In his own affidavit, Roberts-Smith said he had flown overseas 28 times since 2018 — including a taxpayer-funded trip to Britain for Queen Elizabeth II’s funeral in 2022.
He had always returned despite knowing he was being investigated for war crimes, he wrote.
His lawyer Karen Espiner revealed in another affidavit that she offered to have Roberts-Smith arrested by “appointment” by handing himself in at a police station if he was told he was going to be charged.
Espiner said Roberts-Smith did not tell the Office of the Special Investigator — which was probing the war crime allegations — of the Spain plans because there were no restrictions on his travel at the time.

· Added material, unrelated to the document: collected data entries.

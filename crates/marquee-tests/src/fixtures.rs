//! Test fixtures for creating sample data.

use chrono::Utc;
use marquee_core::event_type::{EventType, EventTypeDraft, EventTypePatch};
use marquee_core::notification::{Notification, NotificationDraft};
use marquee_core::questionnaire::{
    FieldKind, Questionnaire, QuestionnaireField, QuestionnaireFieldDraft, QuestionnaireResponse,
    ResponseAnswer,
};
use marquee_core::EntityId;

/// Factory for event type rows and payloads.
pub struct EventTypeFixture;

impl EventTypeFixture {
    pub fn active(id: i64, name: &str) -> EventType {
        let now = Utc::now();
        EventType {
            id: EntityId::new(id),
            name: name.to_string(),
            description: None,
            is_active: true,
            created_at: now,
            updated_at: now,
        }
    }

    pub fn draft(name: &str) -> EventTypeDraft {
        EventTypeDraft {
            name: name.to_string(),
            description: None,
            is_active: true,
        }
    }

    pub fn rename(name: &str) -> EventTypePatch {
        EventTypePatch {
            name: Some(name.to_string()),
            ..Default::default()
        }
    }

    pub fn deactivate() -> EventTypePatch {
        EventTypePatch {
            is_active: Some(false),
            ..Default::default()
        }
    }
}

/// Factory for notification rows and payloads.
pub struct NotificationFixture;

impl NotificationFixture {
    pub fn unread(id: i64, title: &str) -> Notification {
        Notification {
            id: EntityId::new(id),
            title: title.to_string(),
            body: format!("{title} body"),
            is_read: false,
            created_at: Utc::now(),
        }
    }

    pub fn draft(title: &str) -> NotificationDraft {
        NotificationDraft {
            title: title.to_string(),
            body: format!("{title} body"),
        }
    }
}

/// Factory for questionnaire rows.
pub struct QuestionnaireFixture;

impl QuestionnaireFixture {
    pub fn for_event_type(id: i64, event_type_id: i64, name: &str) -> Questionnaire {
        let now = Utc::now();
        Questionnaire {
            id: EntityId::new(id),
            event_type_id: EntityId::new(event_type_id),
            name: name.to_string(),
            description: None,
            is_published: false,
            created_at: now,
            updated_at: now,
        }
    }
}

/// Factory for questionnaire field rows and payloads.
pub struct FieldFixture;

impl FieldFixture {
    pub fn at(id: i64, questionnaire_id: i64, order: i64) -> QuestionnaireField {
        QuestionnaireField {
            id: EntityId::new(id),
            questionnaire_id: EntityId::new(questionnaire_id),
            label: format!("Question {id}"),
            kind: FieldKind::Text,
            required: false,
            order,
        }
    }

    pub fn draft(questionnaire_id: i64, label: &str, order: i64) -> QuestionnaireFieldDraft {
        QuestionnaireFieldDraft {
            questionnaire_id: EntityId::new(questionnaire_id),
            label: label.to_string(),
            kind: FieldKind::Text,
            required: false,
            order,
        }
    }
}

/// Factory for questionnaire response rows.
pub struct ResponseFixture;

impl ResponseFixture {
    pub fn by(id: i64, questionnaire_id: i64, respondent: &str) -> QuestionnaireResponse {
        QuestionnaireResponse {
            id: EntityId::new(id),
            questionnaire_id: EntityId::new(questionnaire_id),
            respondent: respondent.to_string(),
            submitted_at: Utc::now(),
            answers: vec![ResponseAnswer {
                field_id: EntityId::new(1),
                value: "yes".to_string(),
            }],
        }
    }
}
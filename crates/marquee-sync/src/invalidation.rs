//! Invalidation planning: which cached views a settled mutation leaves
//! untrustworthy.

use marquee_core::{EntityId, Error, Resource};
use marquee_store::KeyPredicate;

/// How urgently invalidated entries must be refreshed.
#[derive(Debug, Clone, Copy, PartialEq, Eq)]
pub enum RefreshMode {
    /// Mark stale. Subscribed entries refresh in the background; the rest
    /// refresh lazily on their next subscription.
    MarkStale,
    /// Refetch everything matched right away, bypassing deduplication.
    /// Used when cached data is known wrong, not merely old.
    ForceRefetch,
}

/// Keys to refresh after a mutation settles, produced by the planner and
/// routed through the cache registry.
#[derive(Debug, Clone, PartialEq)]
pub struct InvalidationPlan {
    pub mode: RefreshMode,
    pub predicates: Vec<KeyPredicate>,
}

impl InvalidationPlan {
    pub fn is_empty(&self) -> bool {
        self.predicates.is_empty()
    }

    /// Resources the plan touches, deduplicated, in predicate order.
    pub fn resources(&self) -> Vec<Resource> {
        let mut seen = Vec::new();
        for predicate in &self.predicates {
            let resource = predicate.resource();
            if !seen.contains(&resource) {
                seen.push(resource);
            }
        }
        seen
    }
}

/// Maps a settled mutation to the cache entries it leaves stale.
///
/// The rules deliberately over-invalidate: a changed entity cannot be
/// cheaply checked against every collection's filters and pagination, so
/// all collection views of the resource (and of its dependents) are
/// refreshed rather than risking a stale row somewhere.
#[derive(Debug, Clone, Copy, Default)]
pub struct InvalidationPlanner;

impl InvalidationPlanner {
    pub fn new() -> Self {
        Self
    }

    /// Plan for a committed mutation on `resource`. `subject` is the
    /// confirmed entity id, when the mutation was about a single entity.
    pub fn after_commit(&self, resource: Resource, subject: Option<EntityId>) -> InvalidationPlan {
        let mut predicates = vec![KeyPredicate::Collections(resource)];
        if let Some(id) = subject {
            if !id.is_local() {
                predicates.push(KeyPredicate::Detail { resource, id });
            }
        }
        for dependent in resource.dependents() {
            predicates.push(KeyPredicate::Collections(*dependent));
        }
        InvalidationPlan {
            mode: RefreshMode::MarkStale,
            predicates,
        }
    }

    /// Plan for a failed mutation, when the failure says local state is
    /// wrong beyond what rollback repairs. Transport and validation
    /// failures need no plan: the snapshot restore already settled things.
    pub fn after_failure(
        &self,
        resource: Resource,
        subject: Option<EntityId>,
        error: &Error,
    ) -> Option<InvalidationPlan> {
        let mode = if error.is_conflict() {
            RefreshMode::ForceRefetch
        } else if error.is_not_found() {
            RefreshMode::MarkStale
        } else {
            return None;
        };
        let mut predicates = vec![KeyPredicate::Collections(resource)];
        if let Some(id) = subject {
            if !id.is_local() {
                predicates.push(KeyPredicate::Detail { resource, id });
            }
        }
        Some(InvalidationPlan { mode, predicates })
    }
}
//! List request parameters.

use schemars::JsonSchema;
use serde::{Deserialize, Serialize};
use std::collections::BTreeMap;
use std::fmt;

/// Rows per collection page when the caller does not say otherwise.
pub const DEFAULT_PAGE_SIZE: u32 = 20;

/// Parameters identifying one view of a collection.
///
/// Filters live in a `BTreeMap` so two parameter sets compare and hash by
/// value regardless of insertion order; any two requests with the same
/// logical parameters land on the same cache entry.
#[derive(Debug, Clone, PartialEq, Eq, Hash, Serialize, Deserialize, JsonSchema)]
pub struct ListParams {
    pub page: u32,
    pub page_size: u32,
    #[serde(default, skip_serializing_if = "Option::is_none")]
    pub search: Option<String>,
    #[serde(default, skip_serializing_if = "BTreeMap::is_empty")]
    pub filters: BTreeMap<String, String>,
}

impl ListParams {
    pub fn page(page: u32) -> Self {
        Self {
            page,
            page_size: DEFAULT_PAGE_SIZE,
            search: None,
            filters: BTreeMap::new(),
        }
    }

    pub fn with_page_size(mut self, page_size: u32) -> Self {
        self.page_size = page_size;
        self
    }

    pub fn with_search(mut self, search: impl Into<String>) -> Self {
        self.search = Some(search.into());
        self
    }

    pub fn with_filter(mut self, key: impl Into<String>, value: impl Into<String>) -> Self {
        self.filters.insert(key.into(), value.into());
        self
    }

    pub fn filter(&self, key: &str) -> Option<&str> {
        self.filters.get(key).map(String::as_str)
    }
}

impl Default for ListParams {
    fn default() -> Self {
        Self::page(1)
    }
}

impl fmt::Display for ListParams {
    fn fmt(&self, f: &mut fmt::Formatter<'_>) -> fmt::Result {
        write!(f, "page={}&size={}", self.page, self.page_size)?;
        if let Some(search) = &self.search {
            write!(f, "&search={search}")?;
        }
        for (key, value) in &self.filters {
            write!(f, "&{key}={value}")?;
        }
        Ok(())
    }
}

Ben Roberts-Smith outside a Sydney police station on Monday. Photo: AAP
The Victoria Cross recipient has consistently proclaimed his innocence, including during a failed defamation action against publisher Nine over articles detailing alleged war crimes.
While the war veteran’s former employer Kerry Stokes had funded the defamation proceedings, Roberts-Smith revealed he had to liquidate all his assets to fund the later failed appeals.

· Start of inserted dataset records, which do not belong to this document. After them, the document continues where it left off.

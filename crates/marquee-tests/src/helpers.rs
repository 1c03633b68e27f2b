//! Test helper functions and utilities.

use crate::server::InMemoryServer;
use marquee_core::event_type::EventType;
use marquee_core::notification::Notification;
use marquee_core::questionnaire::{Questionnaire, QuestionnaireField, QuestionnaireResponse};
use marquee_core::SyncConfig;
use marquee_store::{EntryUpdate, UpdateKind};
use marquee_sync::{AdminCache, ClientSet};
use std::sync::{Arc, Mutex};

/// One in-memory server per admin resource, with the scoping and ordering
/// behaviour the real backend applies.
pub struct TestBackend {
    pub event_types: Arc<InMemoryServer<EventType>>,
    pub notifications: Arc<InMemoryServer<Notification>>,
    pub questionnaires: Arc<InMemoryServer<Questionnaire>>,
    pub questionnaire_fields: Arc<InMemoryServer<QuestionnaireField>>,
    pub questionnaire_responses: Arc<InMemoryServer<QuestionnaireResponse>>,
}

impl TestBackend {
    pub fn new() -> Self {
        let event_types = Arc::new(InMemoryServer::new(Vec::new()).with_filter(
            |record: &EventType, params| match &params.search {
                Some(search) => record.name.to_lowercase().contains(&search.to_lowercase()),
                None => true,
            },
        ));
        let notifications = Arc::new(InMemoryServer::new(Vec::new()));
        let questionnaires = Arc::new(InMemoryServer::new(Vec::new()).with_filter(
            |record: &Questionnaire, params| match params.filter("event_type") {
                Some(id) => record.event_type_id.to_string() == id,
                None => true,
            },
        ));
        let questionnaire_fields = Arc::new(
            InMemoryServer::new(Vec::new())
                .with_filter(|record: &QuestionnaireField, params| {
                    match params.filter("questionnaire") {
                        Some(id) => record.questionnaire_id.to_string() == id,
                        None => true,
                    }
                })
                .with_sort(|a, b| a.order.cmp(&b.order))
                .with_reorder(),
        );
        let questionnaire_responses = Arc::new(InMemoryServer::new(Vec::new()).with_filter(
            |record: &QuestionnaireResponse, params| match params.filter("questionnaire") {
                Some(id) => record.questionnaire_id.to_string() == id,
                None => true,
            },
        ));

        Self {
            event_types,
            notifications,
            questionnaires,
            questionnaire_fields,
            questionnaire_responses,
        }
    }

    pub fn clients(&self) -> ClientSet {
        ClientSet {
            event_types: self.event_types.clone(),
            notifications: self.notifications.clone(),
            questionnaires: self.questionnaires.clone(),
            questionnaire_fields: self.questionnaire_fields.clone(),
            questionnaire_responses: self.questionnaire_responses.clone(),
        }
    }
}

impl Default for TestBackend {
    fn default() -> Self {
        Self::new()
    }
}

/// A data layer wired to a fresh in-memory backend under default config.
pub async fn admin_cache() -> (AdminCache, TestBackend) {
    admin_cache_with(SyncConfig::default()).await
}

/// A data layer wired to a fresh in-memory backend under `config`.
pub async fn admin_cache_with(config: SyncConfig) -> (AdminCache, TestBackend) {
    crate::init_test_logging();
    let backend = TestBackend::new();
    let cache = AdminCache::new(backend.clients(), config).await;
    (cache, backend)
}

/// Yield enough times for spawned tasks and queued notifications to run.
pub async fn settle() {
    for _ in 0..10 {
        tokio::task::yield_now().await;
    }
}

/// Wait for a condition with timeout.
pub async fn wait_for<F, Fut>(
    timeout: std::time::Duration,
    interval: std::time::Duration,
    mut condition: F,
) -> bool
where
    F: FnMut() -> Fut,
    Fut: std::future::Future<Output = bool>,
{
    let start = std::time::Instant::now();
    while start.elapsed() < timeout {
        if condition().await {
            return true;
        }
        tokio::time::sleep(interval).await;
    }
    false
}

/// Assert that a future completes within a timeout.
pub async fn assert_completes_within<F, T>(future: F, timeout: std::time::Duration) -> T
where
    F: std::future::Future<Output = T>,
{
    tokio::time::timeout(timeout, future)
        .await
        .expect("Operation timed out")
}

/// Records the update kinds a subscriber sees, for asserting notification
/// order.
#[derive(Clone, Default)]
pub struct UpdateLog {
    kinds: Arc<Mutex<Vec<UpdateKind>>>,
}

impl UpdateLog {
    pub fn new() -> Self {
        Self::default()
    }

    /// A callback that appends every update's kind to this log.
    pub fn callback<V>(&self) -> impl Fn(&EntryUpdate<V>) + Send + Sync + 'static {
        let sink = Arc::clone(&self.kinds);
        move |update| sink.lock().unwrap().push(update.kind)
    }

    pub fn kinds(&self) -> Vec<UpdateKind> {
        self.kinds.lock().unwrap().clone()
    }

    pub fn clear(&self) {
        self.kinds.lock().unwrap().clear();
    }
}

#[cfg(test)]
mod tests {
    use super::*;

    #[tokio::test]
    async fn test_wait_for_returns_immediately_when_true() {
        let result = wait_for(
            std::time::Duration::from_secs(1),
            std::time::Duration::from_millis(10),
            || async { true },
        )
        .await;
        assert!(result);
    }

    #[tokio::test]
    async fn test_wait_for_times_out_when_false() {
        let result = wait_for(
            std::time::Duration::from_millis(50),
            std::time::Duration::from_millis(10),
            || async { false },
        )
        .await;
        assert!(!result);
    }
}
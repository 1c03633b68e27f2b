//! Races between fetches and mutations: deduplication, discarded
//! completions, and overlapping edits.
//!
//! Run with: `cargo test -p marquee-tests --test concurrency_tests`

use marquee_core::{EntityId, Error};
use marquee_store::UpdateKind;
use marquee_tests::{admin_cache, settle, CallRecord, EventTypeFixture, UpdateLog};
use std::sync::Arc;

#[tokio::test]
async fn test_late_refetch_cannot_clobber_newer_edits() {
    let (cache, backend) = admin_cache().await;
    backend
        .event_types
        .insert(EventTypeFixture::active(1, "Conference"))
        .await;

    let params = cache.event_types.first_page();
    cache.event_types.list(&params).await.unwrap();
    // Keep the page watched so commits refresh it eagerly.
    let _guard = cache.event_types.subscribe_list(&params, |_| {});

    let gate = backend
        .event_types
        .hold_where(|call| matches!(call, CallRecord::List(_)));

    // First edit. The commit invalidates the watched page, and its
    // background refresh is held at the gate carrying that moment's rows.
    cache
        .event_types
        .update(&params, EntityId::new(1), EventTypeFixture::rename("Summit"))
        .await
        .expect("Failed to update");
    settle().await;
    assert_eq!(backend.event_types.list_calls(), 2);

    // Second edit while the refresh is held. Deduplication spawns no new
    // fetch; the held response is now outdated.
    cache
        .event_types
        .update(&params, EntityId::new(1), EventTypeFixture::rename("Gala"))
        .await
        .expect("Failed to update");
    settle().await;
    assert_eq!(backend.event_types.list_calls(), 2);
    let page = cache.event_types.read_list(&params).data.unwrap();
    assert_eq!(page.items[0].name, "Gala");

    // Releasing the outdated response must not roll the edit back.
    gate.open();
    settle().await;
    let entry = cache.event_types.read_list(&params);
    assert_eq!(entry.data.unwrap().items[0].name, "Gala");
    assert!(entry.stale);

    // The next read converges on server truth.
    let page = cache.event_types.list(&params).await.unwrap();
    assert_eq!(page.items[0].name, "Gala");
    settle().await;
    assert_eq!(backend.event_types.list_calls(), 3);
    assert!(!cache.event_types.read_list(&params).stale);
}

#[tokio::test]
async fn test_overlapping_mutations_settle_independently() {
    let (cache, backend) = admin_cache().await;
    backend
        .event_types
        .insert(EventTypeFixture::active(1, "Conference"))
        .await;
    backend
        .event_types
        .insert(EventTypeFixture::active(2, "Gala"))
        .await;

    let params = cache.event_types.first_page();
    cache.event_types.list(&params).await.unwrap();

    let gate = backend
        .event_types
        .hold_where(|call| matches!(call, CallRecord::Update(_)));

    let task_a = {
        let handle = Arc::clone(&cache.event_types);
        let params = params.clone();
        tokio::spawn(async move {
            handle
                .update(&params, EntityId::new(1), EventTypeFixture::rename("Summit"))
                .await
        })
    };
    settle().await;
    let task_b = {
        let handle = Arc::clone(&cache.event_types);
        let params = params.clone();
        tokio::spawn(async move {
            handle
                .update(&params, EntityId::new(2), EventTypeFixture::rename("Ball"))
                .await
        })
    };
    settle().await;

    // Both edits visible while both calls are held.
    let page = cache.event_types.read_list(&params).data.unwrap();
    assert_eq!(page.items[0].name, "Summit");
    assert_eq!(page.items[1].name, "Ball");

    // Held calls release in arrival order: the first commits.
    gate.release(1);
    task_a
        .await
        .expect("Task panicked")
        .expect("First update failed");

    // The second fails and rolls back only its own edit.
    backend
        .event_types
        .fail_next(Error::Network("connection reset".into()));
    gate.release(1);
    let err = task_b.await.expect("Task panicked");
    assert!(matches!(err, Err(Error::Network(_))));
    settle().await;

    let page = cache.event_types.read_list(&params).data.unwrap();
    assert_eq!(page.items[0].name, "Summit");
    assert_eq!(page.items[1].name, "Gala");
    let records = backend.event_types.records().await;
    assert_eq!(records[0].name, "Summit");
    assert_eq!(records[1].name, "Gala");
}

#[tokio::test]
async fn test_create_survives_a_refetch_completing_late() {
    let (cache, backend) = admin_cache().await;
    backend
        .event_types
        .insert(EventTypeFixture::active(1, "Conference"))
        .await;

    let params = cache.event_types.first_page();
    let gate = backend
        .event_types
        .hold_where(|call| matches!(call, CallRecord::List(_)));

    let pending_list = {
        let handle = Arc::clone(&cache.event_types);
        let params = params.clone();
        tokio::spawn(async move { handle.list(&params).await })
    };
    settle().await;

    // A create lands while the fetch is held.
    let confirmed = cache
        .event_types
        .create(&params, EventTypeFixture::draft("Gala"))
        .await
        .expect("Failed to create");
    assert_eq!(confirmed.id, EntityId::new(2));

    gate.open();
    let fetched = pending_list
        .await
        .expect("Task panicked")
        .expect("List failed");
    settle().await;

    // The caller got what the server answered at the time; the cache
    // discarded it rather than forgetting the newer create.
    assert_eq!(fetched.len(), 1);
    assert_eq!(
        cache.event_types.read_detail(EntityId::new(2)).data.unwrap().name,
        "Gala"
    );

    let page = cache.event_types.list(&params).await.unwrap();
    let ids: Vec<EntityId> = page.items.iter().map(|item| item.id).collect();
    assert_eq!(ids, [1, 2].map(EntityId::new));
    assert_eq!(backend.event_types.list_calls(), 2);
}

#[tokio::test]
async fn test_simultaneous_subscriptions_share_one_fetch() {
    let (cache, backend) = admin_cache().await;
    backend
        .event_types
        .insert(EventTypeFixture::active(1, "Conference"))
        .await;

    let params = cache.event_types.first_page();
    let log_a = UpdateLog::new();
    let log_b = UpdateLog::new();
    let _guard_a = cache.event_types.subscribe_list(&params, log_a.callback());
    let _guard_b = cache.event_types.subscribe_list(&params, log_b.callback());
    settle().await;

    assert_eq!(backend.event_types.list_calls(), 1);
    assert_eq!(log_a.kinds(), vec![UpdateKind::Loading, UpdateKind::Fetched]);
    assert_eq!(log_b.kinds(), vec![UpdateKind::Loading, UpdateKind::Fetched]);
    let entry = cache.event_types.read_list(&params);
    assert_eq!(entry.data.unwrap().items[0].name, "Conference");
    assert_eq!(entry.subscriber_count, 2);
}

His parents also coughed up $400,000 to pay for his legal costs, his affidavit says.
“I have no assets and my personal savings are significantly depleted,” he wrote.
Roberts-Smith gets a service pension of $4500 a fortnight, his affidavit says.
He is accused of machine-gunning an Afghan prisoner Mohammed Essa and ordering the execution of his son Ahmadullah to “blood the rookie” during a raid at a compound called Whiskey 108 in April 2009.
Ahmadullah had a prosthetic leg.
The then-SAS soldier put firearms on the men’s bodies to falsely claim they were enemy combatants, court documents allege.
In August 2012 at the village of Darwan, Roberts-Smith is accused of kicking a hand-cuffed Ali Jan off a 10-metre cliff before ordering that he be dragged over a creek bed and shot.
Two months later at Syahchow, he allegedly lined up two prisoners in a corn field, shooting one of them with another soldier.
He ordered a subordinate to shoot the other before throwing a grenade on the bodies to cover up what he had done, court documents say.
The matter returns to court on June 2.